Julia hackathon 2022 - ROCm (AMDGPU) MPI

We held our first Hackathon on April 4-8 in Schwarzwald, focussing on a wide range of Julia topics.

ROCm (AMDGPU) MPI

Ludovic Räss & Ivan Utkin

3D viscous Stokes solution

Majority of the most powerful and next generation of supercomputers host either Nvidia or AMD graphical processing units (GPUs), commonly known as accelerators. Being able to efficiently utilise thousands of these GPUs in parallel is therefore crucial to sustain petascale and exascale computing workflows in scientific simulations.

Important is also to be able to leverage both Nvidia and AMD devices without having to change a single line of code, making a decisive design step in a concept commonly referred to as (backend) portability. Backend portability (and thus associated performance portability) is one of the key points we aim to achieve within the PASC funded GPU4GEO project, using the Julia language.

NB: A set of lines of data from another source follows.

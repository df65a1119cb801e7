//! CLI output formatting.
//!
//! Output leads with what a page *is* (positional index and title) and shows
//! paths as secondary context on indented lines, so `check` reads as a content
//! inventory and `build` as a table of where each page went.
//!
//! ## Check
//!
//! ```text
//! Home: Welcome → / (title contains "welcome")
//!
//! Pages
//! 001 Welcome
//!     Source: index.md
//! 002 Blog (nav)
//!     Source: blog/
//!     001 First Post
//!         Source: blog/first-post.md
//!
//! Assets
//!     css/site.css
//! ```
//!
//! ## Build
//!
//! ```text
//! 001 Welcome → index.html
//! 002 Blog → blog/index.html
//! 003 First Post → blog/first-post/index.html
//!
//! Skipped
//!     broken.md (render-content): template error: syntax error: unexpected end of input (in <string>:3)
//!
//! Built 2 pages, 1 nav page, 1 asset
//! ```
//!
//! Each view has a `format_*` function returning lines and a `print_*`
//! wrapper. Format functions do no I/O.

use crate::artifact::{ArtifactKind, Status};
use crate::home::HomeSource;
use crate::site::{BuildReport, Site};
use std::collections::HashSet;

// ============================================================================
// Shared helpers
// ============================================================================

/// Format a 1-based positional index as 3-digit zero-padded.
fn format_index(pos: usize) -> String {
    format!("{:0>3}", pos)
}

/// Return indentation string: 4 spaces per depth level.
fn indent(depth: usize) -> String {
    "    ".repeat(depth)
}

/// `001 Blog (nav)` for nav pages, `001 About` otherwise.
fn entity_header(index: usize, title: &str, kind: ArtifactKind) -> String {
    match kind {
        ArtifactKind::NavPage => format!("{} {} (nav)", format_index(index), title),
        _ => format!("{} {}", format_index(index), title),
    }
}

fn plural(n: usize, one: &str, many: &str) -> String {
    format!("{} {}", n, if n == 1 { one } else { many })
}

fn home_reason(source: HomeSource) -> String {
    match source {
        HomeSource::Configured => "configured".to_string(),
        HomeSource::Keyword(word) => format!("title contains \"{}\"", word),
        HomeSource::FirstRootPage => "first root page".to_string(),
    }
}

// ============================================================================
// Check
// ============================================================================

/// A flattened node from walking root pages and their sub-pages.
struct TreeNode {
    depth: usize,
    position: usize,
    artifact: usize,
}

fn walk_pages(site: &Site) -> Vec<TreeNode> {
    let navigator = site.navigator();
    let mut nodes = Vec::new();
    let mut seen = HashSet::new();
    let mut stack: Vec<(usize, Vec<usize>, usize)> = vec![(0, site.root_pages.clone(), 0)];

    while let Some((depth, items, next)) = stack.pop() {
        let Some(&artifact) = items.get(next) else {
            continue;
        };
        stack.push((depth, items, next + 1));
        if !seen.insert(artifact) {
            continue;
        }
        nodes.push(TreeNode {
            depth,
            position: next + 1,
            artifact,
        });
        // The root index already lists every root page
        if navigator.represented_dir(&site.artifacts[artifact]).as_deref() == Some(site.paths.source.as_path()) {
            continue;
        }
        let children = navigator.sub_pages(artifact);
        if !children.is_empty() {
            stack.push((depth + 1, children, 0));
        }
    }
    nodes
}

/// Format the planned site: home choice, page tree, assets, setup failures.
pub fn format_check_output(site: &Site) -> Vec<String> {
    let mut lines = Vec::new();
    let home = &site.artifacts[site.home];
    lines.push(format!(
        "Home: {} \u{2192} {} ({})",
        home.title().unwrap_or(""),
        home.url().unwrap_or("/"),
        home_reason(site.home_source)
    ));

    lines.push(String::new());
    lines.push("Pages".to_string());
    for node in walk_pages(site) {
        let artifact = &site.artifacts[node.artifact];
        let base = indent(node.depth);
        let title = artifact.title().unwrap_or("");
        lines.push(format!("{}{}", base, entity_header(node.position, title, artifact.kind)));
        let src = artifact.context().get_str("src").unwrap_or("");
        let suffix = if artifact.kind == ArtifactKind::NavPage { "/" } else { "" };
        lines.push(format!("{}    Source: {}{}", base, src, suffix));
    }

    let assets: Vec<&str> = site
        .artifacts
        .iter()
        .filter(|a| a.kind == ArtifactKind::Asset && a.is_live())
        .filter_map(|a| a.context().get_str("src"))
        .collect();
    if !assets.is_empty() {
        lines.push(String::new());
        lines.push("Assets".to_string());
        for src in assets {
            lines.push(format!("    {}", src));
        }
    }

    let failed: Vec<String> = site
        .artifacts
        .iter()
        .filter_map(|a| match a.status() {
            Status::Failed { phase, reason } => {
                Some(format!("    {} ({}): {}", a.source.display(), phase, reason))
            }
            Status::Live => None,
        })
        .collect();
    if !failed.is_empty() {
        lines.push(String::new());
        lines.push("Skipped".to_string());
        lines.extend(failed);
    }

    lines
}

pub fn print_check_output(site: &Site) {
    for line in format_check_output(site) {
        println!("{}", line);
    }
}

// ============================================================================
// Build
// ============================================================================

/// Format build results: one line per written page, failures, totals.
pub fn format_build_output(report: &BuildReport) -> Vec<String> {
    let mut lines = Vec::new();

    for (i, page) in report.pages.iter().enumerate() {
        lines.push(format!(
            "{} {} \u{2192} {}",
            format_index(i + 1),
            page.title,
            page.dst
        ));
    }

    if let Some(url) = &report.redirect {
        lines.push(format!("Redirect index.html \u{2192} {}", url));
    }

    if !report.failures.is_empty() {
        lines.push(String::new());
        lines.push("Skipped".to_string());
        for failure in &report.failures {
            lines.push(format!(
                "    {} ({}): {}",
                failure.src, failure.phase, failure.reason
            ));
        }
    }

    let nav = report
        .pages
        .iter()
        .filter(|p| p.kind == ArtifactKind::NavPage)
        .count();
    lines.push(String::new());
    lines.push(format!(
        "Built {}, {}, {}",
        plural(report.pages.len() - nav, "page", "pages"),
        plural(nav, "nav page", "nav pages"),
        plural(report.assets, "asset", "assets")
    ));
    lines
}

pub fn print_build_output(report: &BuildReport) {
    for line in format_build_output(report) {
        println!("{}", line);
    }
}

// ============================================================================
// Tests
// ============================================================================
//! Output writing: page bytes, asset copies, the root redirect, and `clean`.
//!
//! Writes are not transactional. A failed build can leave a partial output
//! tree behind; [`clean`] is the reset.

use maud::{DOCTYPE, Markup, html};
use std::fs;
use std::io;
use std::path::Path;

/// Write bytes, creating parent directories as needed.
pub fn write_file(destination: &Path, bytes: &[u8]) -> io::Result<()> {
    if let Some(parent) = destination.parent() {
        fs::create_dir_all(parent)?;
    }
    fs::write(destination, bytes)
}

/// Byte-for-byte copy, creating parent directories as needed.
pub fn copy_file(source: &Path, destination: &Path) -> io::Result<()> {
    if let Some(parent) = destination.parent() {
        fs::create_dir_all(parent)?;
    }
    fs::copy(source, destination)?;
    Ok(())
}

/// Minimal page that immediately forwards the browser to `url`.
pub fn redirect_page(url: &str) -> Markup {
    html! {
        (DOCTYPE)
        html lang="en" {
            head {
                meta charset="UTF-8";
                meta http-equiv="Refresh" content={ "0; url='" (url) "'" };
                title { "Redirecting" }
            }
            body {
                p { "Redirecting to " a href=(url) { (url) } "." }
            }
        }
    }
}

/// Write `<output>/index.html` as a redirect to `url`.
pub fn write_redirect(output: &Path, url: &str) -> io::Result<()> {
    write_file(&output.join("index.html"), redirect_page(url).into_string().as_bytes())
}

/// Remove the output directory recursively. Missing directories are fine.
pub fn clean(output: &Path) -> io::Result<bool> {
    match fs::remove_dir_all(output) {
        Ok(()) => Ok(true),
        Err(e) if e.kind() == io::ErrorKind::NotFound => Ok(false),
        Err(e) => Err(e),
    }
}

We are excited to announce that ImplicitGlobalGrid.jl now supports ROCm (-aware) MPI, including AMDGPU.jl as backend 🚀, besides CUDA.jl (Nvidia GPUs) and (multi-threaded) CPU support.

To succeed, following changes where required (to be merged soon and released)

  • ImplicitGlobalGrid.jl: AMDGPU (ROCArray) support, automatic backend detection
  • AMDGPU.jl: adding memory pool API for correct device (and associated device memory) selection, adding unsafe_wrap functionality, adding async memcpy functionality
  • MPI.jl: adding ROCArray support for ROCm-aware MPI

This repository contains the sandbox project using ROCm (-aware) MPI to compute 2D diffusion on 4 AMD MI50 GPUs at CSCS's test system. The non-ROCm-aware runs were also successfully performed by Thibault Duretz on the Goethe HLR AMD cluster, University of Frankfurt.

Thanks to Julian Samaroo (MIT), Valentin Churavy (MIT), Samuel Omlin (CSCS) and Ivan Utkin (ETHZ) for their valuable help and insights on this topic.